The findings include, but are not limited to, the following examples:
1. On 05/22/15 at 2:10 PM, the visitor ' s bathroom in the vicinity of the Diabetics Conference Room on the 5th floor lacked appropriate Americans with Disability Act (ADA) signage. The facility ' s Director of Environmental Health and Safety acknowledged the finding.
10NYCRR, 711.2 (c). Design standards for the disabled. The Americans with Disabilities Act of 1990 (ADA) extends comprehensive civil rights protection to persons with disabilities. Health Care Facilities must comply with the ADA and the regulations which implement it. Title 28 of the Code of Federal Regulations, Public Health Parts 35, Non-Discrimination on the Basis of Disability in State and Local Government Services, and Part 36, Non-Discrimination on the Basis of Disability by Public Accommodations and in Commercial Facilities, including Appendix A, "Standard for Accessible Design", 2004 Edition. 28 CFR Part 36 ADA Standards for Accessible Design: 4.1.2(6), 4.30.7(1)

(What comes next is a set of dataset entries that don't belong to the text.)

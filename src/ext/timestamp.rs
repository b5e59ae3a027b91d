//! Multi-width timestamp codec (standard extension tag -1).
//!
//! # Wire layouts
//! Three big-endian payload layouts, chosen to minimise wire size for the
//! common post-epoch case.  These are normative for wire compatibility,
//! not an implementation choice:
//!
//! - 32-bit (4 bytes): unsigned seconds, nanoseconds implicitly 0.
//!   Usable when seconds fit 32 bits and nanoseconds are zero.
//! - 64-bit (8 bytes): one u64 word `(nanos << 34) | secs`.
//!   Usable when `0 <= secs < 2^34`.
//! - 96-bit (12 bytes): u32 nanoseconds followed by i64 seconds.
//!   Everything else, including every negative seconds value.
//!
//! Selecting the 4-byte form requires *both* `secs < 2^34` and the upper
//! 32 bits of the packed word to be zero; testing only the latter would
//! misclassify values straddling the 2^32 boundary.
//!
//! Decoding dispatches purely on payload length.  A payload whose embedded
//! nanoseconds field exceeds 999 999 999 is rejected — the bit pattern is
//! representable but the value is not.

use byteorder::{BigEndian, ByteOrder};
use chrono::{DateTime, TimeZone, Utc};
use thiserror::Error;

use crate::ext::{ExtCodec, ExtError, ExtensionRegistry, TAG_TIMESTAMP};
use crate::options::{Options, TimestampMode};
use crate::value::Value;

pub const NANOS_PER_SEC: u32 = 1_000_000_000;

/// Seconds values below this fit the 34-bit field of the 4/8-byte forms.
const SECS_34_BIT: u64 = 1 << 34;

#[derive(Error, Debug, PartialEq, Eq)]
pub enum TimestampError {
    /// Construction with out-of-range nanoseconds fails immediately.
    #[error("nanoseconds {0} out of range (must be below 1_000_000_000)")]
    InvalidNanos(u32),
    #[error("undefined timestamp length {0} (expected 4, 8 or 12)")]
    UndefinedLength(usize),
    /// Well-formed bit pattern, semantically invalid nanoseconds field.
    #[error("decoded nanoseconds {0} exceed 999_999_999")]
    NanosOutOfRange(u32),
    #[error("unix-nano value {0} does not fit an i64")]
    UnixNanoOverflow(i128),
    #[error("seconds value {0} outside the representable datetime range")]
    DatetimeOutOfRange(i64),
}

/// A point in time: signed seconds since the unix epoch plus a
/// non-negative sub-second nanosecond offset below 10^9.
///
/// The nanosecond invariant holds for every constructed value; `new` is
/// the only fallible constructor and the conversion constructors
/// normalise their input so the invariant cannot be violated.
#[derive(Debug, Clone, Copy, PartialEq, Eq)]
pub struct Timestamp {
    secs:  i64,
    nanos: u32,
}

impl Timestamp {
    pub fn new(secs: i64, nanos: u32) -> Result<Self, TimestampError> {
        if nanos >= NANOS_PER_SEC {
            return Err(TimestampError::InvalidNanos(nanos));
        }
        Ok(Self { secs, nanos })
    }

    pub fn secs(&self) -> i64 {
        self.secs
    }

    pub fn nanos(&self) -> u32 {
        self.nanos
    }

    /// From fractional unix seconds.  The seconds component is the *floor*
    /// of the input, so `from_unix(-2.3)` is `(-3, 700_000_000)` — never
    /// truncation toward zero.
    pub fn from_unix(unix: f64) -> Self {
        let floor = unix.floor();
        let mut secs = floor as i64;
        let mut nanos = ((unix - floor) * 1e9).round() as u32;
        // Rounding the fraction can land exactly on one full second.
        if nanos >= NANOS_PER_SEC {
            secs += 1;
            nanos -= NANOS_PER_SEC;
        }
        Self { secs, nanos }
    }

    /// From integer unix nanoseconds.  Euclidean divmod keeps the
    /// remainder non-negative for pre-epoch inputs.
    pub fn from_unix_nano(nanos: i64) -> Self {
        Self {
            secs:  nanos.div_euclid(NANOS_PER_SEC as i64),
            nanos: nanos.rem_euclid(NANOS_PER_SEC as i64) as u32,
        }
    }

    pub fn to_unix(&self) -> f64 {
        self.secs as f64 + self.nanos as f64 / 1e9
    }

    /// Unix nanoseconds.  Widened to i128: the full i64 seconds range
    /// times 10^9 does not fit an i64.
    pub fn to_unix_nano(&self) -> i128 {
        self.secs as i128 * NANOS_PER_SEC as i128 + self.nanos as i128
    }

    /// Affine transform against 1970-01-01T00:00:00 UTC.  Fails for
    /// seconds values outside chrono's representable range.
    pub fn to_datetime(&self) -> Result<DateTime<Utc>, TimestampError> {
        DateTime::from_timestamp(self.secs, self.nanos)
            .ok_or(TimestampError::DatetimeOutOfRange(self.secs))
    }

    /// From a timezone-aware datetime, normalised to UTC first so any
    /// offset round-trips correctly.  Naive input is unrepresentable by
    /// this signature; attaching a zone is the caller's job.
    pub fn from_datetime<Tz: TimeZone>(dt: &DateTime<Tz>) -> Self {
        let secs = dt.timestamp();
        let nanos = dt.timestamp_subsec_nanos();
        // chrono represents a leap second as nanos >= 10^9; fold it into
        // the following second to keep the invariant.
        if nanos >= NANOS_PER_SEC {
            Self { secs: secs + 1, nanos: nanos - NANOS_PER_SEC }
        } else {
            Self { secs, nanos }
        }
    }

    /// Shortest-form payload: 4, 8 or 12 bytes (see the module docs).
    pub fn encode(&self) -> Vec<u8> {
        if self.secs >= 0 && (self.secs as u64) < SECS_34_BIT {
            let word = ((self.nanos as u64) << 34) | self.secs as u64;
            if word >> 32 == 0 {
                let mut buf = [0u8; 4];
                BigEndian::write_u32(&mut buf, word as u32);
                buf.to_vec()
            } else {
                let mut buf = [0u8; 8];
                BigEndian::write_u64(&mut buf, word);
                buf.to_vec()
            }
        } else {
            let mut buf = [0u8; 12];
            BigEndian::write_u32(&mut buf[..4], self.nanos);
            BigEndian::write_i64(&mut buf[4..], self.secs);
            buf.to_vec()
        }
    }

    /// Dispatch purely on payload length; any length outside {4, 8, 12}
    /// is undefined.
    pub fn decode(payload: &[u8]) -> Result<Self, TimestampError> {
        match payload.len() {
            4 => Ok(Self {
                secs:  BigEndian::read_u32(payload) as i64,
                nanos: 0,
            }),
            8 => {
                let word = BigEndian::read_u64(payload);
                let nanos = (word >> 34) as u32;
                if nanos >= NANOS_PER_SEC {
                    return Err(TimestampError::NanosOutOfRange(nanos));
                }
                Ok(Self {
                    secs: (word & (SECS_34_BIT - 1)) as i64,
                    nanos,
                })
            }
            12 => {
                let nanos = BigEndian::read_u32(&payload[..4]);
                if nanos >= NANOS_PER_SEC {
                    return Err(TimestampError::NanosOutOfRange(nanos));
                }
                Ok(Self {
                    secs: BigEndian::read_i64(&payload[4..]),
                    nanos,
                })
            }
            n => Err(TimestampError::UndefinedLength(n)),
        }
    }
}

// ── Codec ────────────────────────────────────────────────────────────────────

pub struct TimestampCodec;

impl ExtCodec for TimestampCodec {
    fn tag(&self) -> i8 {
        TAG_TIMESTAMP
    }

    fn name(&self) -> &'static str {
        "timestamp"
    }

    fn encode(
        &self,
        value: &Value,
        _registry: &ExtensionRegistry,
        _options: &Options,
    ) -> Result<Vec<u8>, ExtError> {
        match value {
            Value::Timestamp(ts) => Ok(ts.encode()),
            Value::DateTime(dt) => Ok(Timestamp::from_datetime(dt).encode()),
            other => Err(ExtError::Unsupported(format!(
                "timestamp codec cannot encode a {} value",
                other.kind()
            ))),
        }
    }

    fn decode(
        &self,
        payload: &[u8],
        _registry: &ExtensionRegistry,
        options: &Options,
    ) -> Result<Value, ExtError> {
        let ts = Timestamp::decode(payload)?;
        Ok(match options.timestamp_mode()? {
            TimestampMode::Timestamp => Value::Timestamp(ts),
            TimestampMode::UnixFloat => Value::Float(ts.to_unix()),
            TimestampMode::UnixNano => {
                let nano = ts.to_unix_nano();
                let fit = i64::try_from(nano)
                    .map_err(|_| TimestampError::UnixNanoOverflow(nano))?;
                Value::Int(fit)
            }
            TimestampMode::DateTime => Value::DateTime(ts.to_datetime()?.fixed_offset()),
        })
    }
}

#[cfg(test)]
mod tests {
    use super::*;

    fn ts(secs: i64, nanos: u32) -> Timestamp {
        Timestamp::new(secs, nanos).expect("valid timestamp")
    }

    #[test]
    fn construction_rejects_invalid_nanos() {
        assert_eq!(
            Timestamp::new(0, NANOS_PER_SEC),
            Err(TimestampError::InvalidNanos(NANOS_PER_SEC))
        );
        assert!(Timestamp::new(0, NANOS_PER_SEC - 1).is_ok());
    }

    #[test]
    fn shortest_encoding_buckets() {
        // secs < 2^32, nanos == 0: 4 bytes.
        assert_eq!(ts(0, 0).encode().len(), 4);
        assert_eq!(ts((1 << 32) - 1, 0).encode().len(), 4);
        // nanos > 0 or secs >= 2^32, still below 2^34: 8 bytes.
        assert_eq!(ts(0, 1).encode().len(), 8);
        assert_eq!(ts(1 << 32, 0).encode().len(), 8);
        assert_eq!(ts((1 << 34) - 1, 999_999_999).encode().len(), 8);
        // Everything else: 12 bytes.
        assert_eq!(ts(1 << 34, 0).encode().len(), 12);
        assert_eq!(ts(-1, 0).encode().len(), 12);
        assert_eq!(ts(i64::MAX, 999_999_999).encode().len(), 12);
    }

    #[test]
    fn boundary_at_34_bits() {
        assert_eq!(ts((1 << 34) - 1, 0).encode().len(), 8);
        assert_eq!(ts(1 << 34, 0).encode().len(), 12);
    }

    #[test]
    fn roundtrip_all_three_layouts() {
        for t in [
            ts(0, 0),
            ts(1, 0),
            ts((1 << 32) - 1, 0),
            ts(1 << 32, 0),
            ts(42, 14_000),
            ts((1 << 34) - 1, 999_999_999),
            ts(1 << 34, 1),
            ts(-1, 999_999_999),
            ts(-3, 700_000_000),
            ts(i64::MIN, 0),
            ts(i64::MAX, 999_999_999),
        ] {
            assert_eq!(Timestamp::decode(&t.encode()), Ok(t));
        }
    }

    #[test]
    fn decode_rejects_undefined_lengths() {
        for len in [0usize, 1, 2, 3, 5, 7, 9, 11, 13, 16] {
            assert_eq!(
                Timestamp::decode(&vec![0u8; len]),
                Err(TimestampError::UndefinedLength(len))
            );
        }
    }

    #[test]
    fn decode_rejects_overlarge_nanos() {
        // 8-byte word with nanos field = 10^9.
        let word = (NANOS_PER_SEC as u64) << 34;
        let mut buf = [0u8; 8];
        BigEndian::write_u64(&mut buf, word);
        assert_eq!(
            Timestamp::decode(&buf),
            Err(TimestampError::NanosOutOfRange(NANOS_PER_SEC))
        );

        let mut buf = [0u8; 12];
        BigEndian::write_u32(&mut buf[..4], NANOS_PER_SEC);
        assert_eq!(
            Timestamp::decode(&buf),
            Err(TimestampError::NanosOutOfRange(NANOS_PER_SEC))
        );
    }

    #[test]
    fn from_unix_floors_negative_input() {
        let t = Timestamp::from_unix(-2.3);
        assert_eq!(t, ts(-3, 700_000_000));
        assert!((t.to_unix() - (-2.3)).abs() < 1e-9);
    }

    #[test]
    fn from_unix_nano_matches_from_unix() {
        let t = Timestamp::from_unix_nano(42_000_014_000);
        assert_eq!(t, ts(42, 14_000));
        assert_eq!(t, Timestamp::from_unix(42.000014));
        // Negative input keeps the remainder non-negative.
        assert_eq!(Timestamp::from_unix_nano(-1), ts(-1, 999_999_999));
    }

    #[test]
    fn to_unix_nano_widens() {
        let t = ts(i64::MAX, 999_999_999);
        assert_eq!(
            t.to_unix_nano(),
            i64::MAX as i128 * 1_000_000_000 + 999_999_999
        );
    }

    #[test]
    fn datetime_roundtrip_normalises_offset() {
        let offset = chrono::FixedOffset::east_opt(5 * 3600).expect("valid offset");
        let dt = offset.with_ymd_and_hms(2021, 7, 1, 12, 30, 15).single().expect("valid datetime");
        let t = Timestamp::from_datetime(&dt);
        let back = t.to_datetime().expect("in range");
        assert_eq!(back, dt);
        assert_eq!(Timestamp::from_datetime(&back), t);
    }

    #[test]
    fn to_datetime_fails_out_of_range() {
        assert_eq!(
            ts(i64::MAX, 0).to_datetime(),
            Err(TimestampError::DatetimeOutOfRange(i64::MAX))
        );
    }
}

2. On 05/22/15 at 8:00AM, ten (10) out of fifteen (15) parking spaces located at the Main Entrance to the Hospital that were designated, by signage, as being accessible, were found to lack an access aisle. Access aisles that are at least 60-inches wide are required to serve each accessible parking space (please note that one {1} access aisle can be shared by two {2} parking spaces). As per interview with the Facility's Director of Engineering on 05/22/15 at 9:00 AM, he acknowledged this finding and said that the parking lot would be redesigned as soon as possible
10NYCRR, 711.2 (c). Design standards for the disabled. The Americans with Disabilities Act of 1990 (ADA) extends comprehensive civil rights protection to persons with disabilities. Health Care Facilities must comply with the ADA and the regulations which implement it. Title 28 of the Code of Federal Regulations, Public Health Parts 35, Non-Discrimination on the Basis of Disability in State and Local Government Services, and Part 36, Non-Discrimination on the Basis of Disability by Public Accommodations and in Commercial Facilities, including Appendix A, "Standard for Accessible Design", 2004 Edition. 28 CFR Part 36 ADA Standards for Accessible Design: 4.6.